Abstract In this study, trivalent neodymium-doped silicate-based 13–93 bioactive glass scaffolds were prepared by the robocasting method using sol-gel-derived bioactive glass powders for tissue engineering applications. Sintered scaffolds were coated by borate-based 13-93B3 bioactive glass-containing polylactide-co-glycolide solution. The produced composite scaffolds’ mechanical, morphological, and structural characteristics were thoroughly examined, as their in vitro bioactivity in cell culture media and simulated body fluid. Furthermore, the scaffolds’ amoxicillin adsorption and release behavior was examined over time. The outcomes demonstrated that it was feasible to effectively create periodic, mesh-like-patterned robocast glass scaffolds utilizing Nd 3+ -doped sol-gel-derived bioactive glass powders. The scaffolds’ compressive strengths ranged from 10.02 MPa to 18.6 MPa, with the PLGA-coated scaffolds exhibiting the highest strength values.

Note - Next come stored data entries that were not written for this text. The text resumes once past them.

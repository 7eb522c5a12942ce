// SPDX-License-Identifier: Apache-2.0

//! Per-fence input scheduling.
//!
//! A schedule assigns each input an availability level: the first fence level
//! at which the input may feed an AND gate. An input scheduled at level `s`
//! of a fence with depth `md` contributes `arrival + md - s` to the realized
//! depth, so lowering an input's level (consuming its slack) raises its
//! contribution. All functions here operate in arrival-sorted slot space;
//! the driver maps slots back to variable indices.

use crate::fence::AndFence;

/// Arrival-time gap above which the signature switches to gap-relative form.
pub const SIGNATURE_GAP: u32 = 3;

#[derive(Debug, Clone, PartialEq, Eq)]
pub struct FenceState {
    /// Availability level per arrival-sorted slot.
    pub schedule: Vec<u8>,
    /// Predicted depth contribution per slot.
    pub depths: Vec<u32>,
    /// Depth this fence is predicted to realize next.
    pub md_expected: u32,
}

impl FenceState {
    /// Baseline assignment: the earliest-arriving inputs are pinned to the
    /// bottom levels the fence requires, then slack is consumed toward the
    /// resulting depth so every slot sits as low as possible.
    pub fn init(fence: &AndFence, arr_sorted: &[u32]) -> FenceState {
        let n = arr_sorted.len();
        let mut schedule = vec![fence.md; n];
        let mut depths = arr_sorted.to_vec();
        let mut slot = 0usize;
        'levels: for (d, &need) in fence.baseline.iter().enumerate() {
            if need == 0 {
                break;
            }
            for _ in 0..need {
                if slot >= n {
                    break 'levels;
                }
                depths[slot] += (fence.md - d as u8) as u32;
                schedule[slot] = d as u8;
                slot += 1;
            }
        }
        let md_expected = depths.iter().copied().max().unwrap_or(0);
        let mut state = FenceState {
            schedule,
            depths,
            md_expected,
        };
        reschedule(state.md_expected, &mut state.depths, &mut state.schedule);
        state
    }

    /// Raises the predicted depth by one and relaxes the schedule toward it.
    /// Returns `false` when no slot had slack left; the fence is exhausted
    /// and the state is unchanged apart from `md_expected`.
    pub fn advance(&mut self) -> bool {
        self.md_expected += 1;
        reschedule(self.md_expected, &mut self.depths, &mut self.schedule)
    }
}

/// Lowers availability levels so each slot's predicted contribution reaches
/// `depth_target` where slack allows. Levels only ever decrease.
pub fn reschedule(depth_target: u32, depths: &mut [u32], schedule: &mut [u8]) -> bool {
    let mut updated = false;
    for i in 0..depths.len() {
        if depths[i] < depth_target {
            if schedule[i] == 0 {
                continue;
            }
            let diff = depth_target - depths[i];
            if (schedule[i] as u32) < diff {
                depths[i] += schedule[i] as u32;
                schedule[i] = 0;
            } else {
                depths[i] += diff;
                schedule[i] -= diff as u8;
            }
            updated = true;
        }
    }
    updated
}

fn clamp_u8(x: u32) -> u8 {
    x.min(u8::MAX as u32) as u8
}

/// Compresses an instance's arrival/schedule shape into its cache signature.
///
/// When a large arrival gap splits the inputs, everything below the gap is
/// flattened to zero and the rest is made gap-relative; otherwise entries are
/// relative to the last fully relaxed slot. A fully relaxed schedule yields
/// the all-zero signature.
pub fn derive_signature(arr_sorted: &[u32], schedule: &[u8]) -> Vec<u8> {
    let n = schedule.len();
    let mut sig = vec![0u8; n];
    let Some(first_non_zero) = schedule.iter().position(|&s| s != 0) else {
        return sig;
    };
    debug_assert!(first_non_zero >= 1, "slot 0 is always fully relaxed");

    for i in (first_non_zero..n).rev() {
        if arr_sorted[i] - arr_sorted[i - 1] >= SIGNATURE_GAP {
            for j in i..n {
                sig[j] = clamp_u8(arr_sorted[j] - arr_sorted[i] + SIGNATURE_GAP);
            }
            return sig;
        }
    }

    for j in first_non_zero..n {
        sig[j] = clamp_u8(arr_sorted[j] - arr_sorted[first_non_zero - 1]);
    }
    sig
}

#[cfg(test)]
mod tests {
    use super::*;
    use crate::fence::AND_FENCES;
    use pretty_assertions::assert_eq;

    fn fence(levels: &[u8]) -> &'static AndFence {
        AND_FENCES
            .iter()
            .find(|f| f.levels == levels)
            .expect("fence present")
    }

    #[test]
    fn uniform_arrivals_relax_fully() {
        let state = FenceState::init(fence(&[1, 1]), &[0, 0, 0]);
        assert_eq!(state.md_expected, 2);
        assert_eq!(state.schedule, vec![0, 0, 0]);
        assert_eq!(state.depths, vec![2, 2, 2]);
        assert_eq!(
            derive_signature(&[0, 0, 0], &state.schedule),
            vec![0, 0, 0]
        );
    }

    #[test]
    fn staggered_arrivals_keep_slack() {
        // Late third input: it can stay scheduled high.
        let arr = [0, 0, 2];
        let state = FenceState::init(fence(&[1, 1]), &arr);
        // Slots 0 and 1 are pinned to level 0 (depth 2); slot 2 starts at
        // level 2 with depth 2, so the predicted depth is 2 and nothing needs
        // relaxing.
        assert_eq!(state.md_expected, 2);
        assert_eq!(state.schedule, vec![0, 0, 2]);
        assert_eq!(state.depths, vec![2, 2, 2]);
        let sig = derive_signature(&arr, &state.schedule);
        assert_eq!(sig, vec![0, 0, 2]);
    }

    #[test]
    fn advance_consumes_slack_monotonically() {
        let arr = [0, 0, 2];
        let mut state = FenceState::init(fence(&[1, 1]), &arr);
        let before = state.schedule.clone();
        assert!(state.advance());
        assert_eq!(state.md_expected, 3);
        for (b, a) in before.iter().zip(state.schedule.iter()) {
            assert!(a <= b);
        }
        assert_eq!(state.schedule, vec![0, 0, 1]);
        // One more round exhausts the remaining slack.
        assert!(state.advance());
        assert_eq!(state.schedule, vec![0, 0, 0]);
        // Fully relaxed: nothing left to give.
        let snapshot = state.clone();
        assert!(!state.advance());
        assert_eq!(state.schedule, snapshot.schedule);
        assert_eq!(state.depths, snapshot.depths);
    }

    #[test]
    fn signature_uses_gap_relative_form() {
        // Arrivals with a gap of >= 3 between slots 1 and 2.
        let arr = [0, 0, 4];
        let sched = [0, 0, 2];
        let sig = derive_signature(&arr, &sched);
        // Entries from the gap onward are (arrival - gap start + GAP).
        assert_eq!(sig, vec![0, 0, 3]);
    }

    #[test]
    fn baseline_respects_small_functions() {
        // Two variables but a baseline demanding three bottom slots: the
        // assignment just stops when it runs out of inputs.
        let state = FenceState::init(fence(&[2]), &[0, 0]);
        assert_eq!(state.schedule.len(), 2);
        assert_eq!(state.md_expected, 1);
    }
}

All of the scaffolds that were submerged in simulated body fluid for 28 days showed hydroxyapatite formation. The presence of borate glass on the surface of the silicate-based glass scaffolds improved the hydroxyapatite formation ability. The quantity of drug adsorption for all types of scaffolds was measured to be between 4 and 9% whereas the cumulative drug release was in the range of 58 to 96%. Borate glass particle-containing PLGA coating enhanced the drug delivery behavior.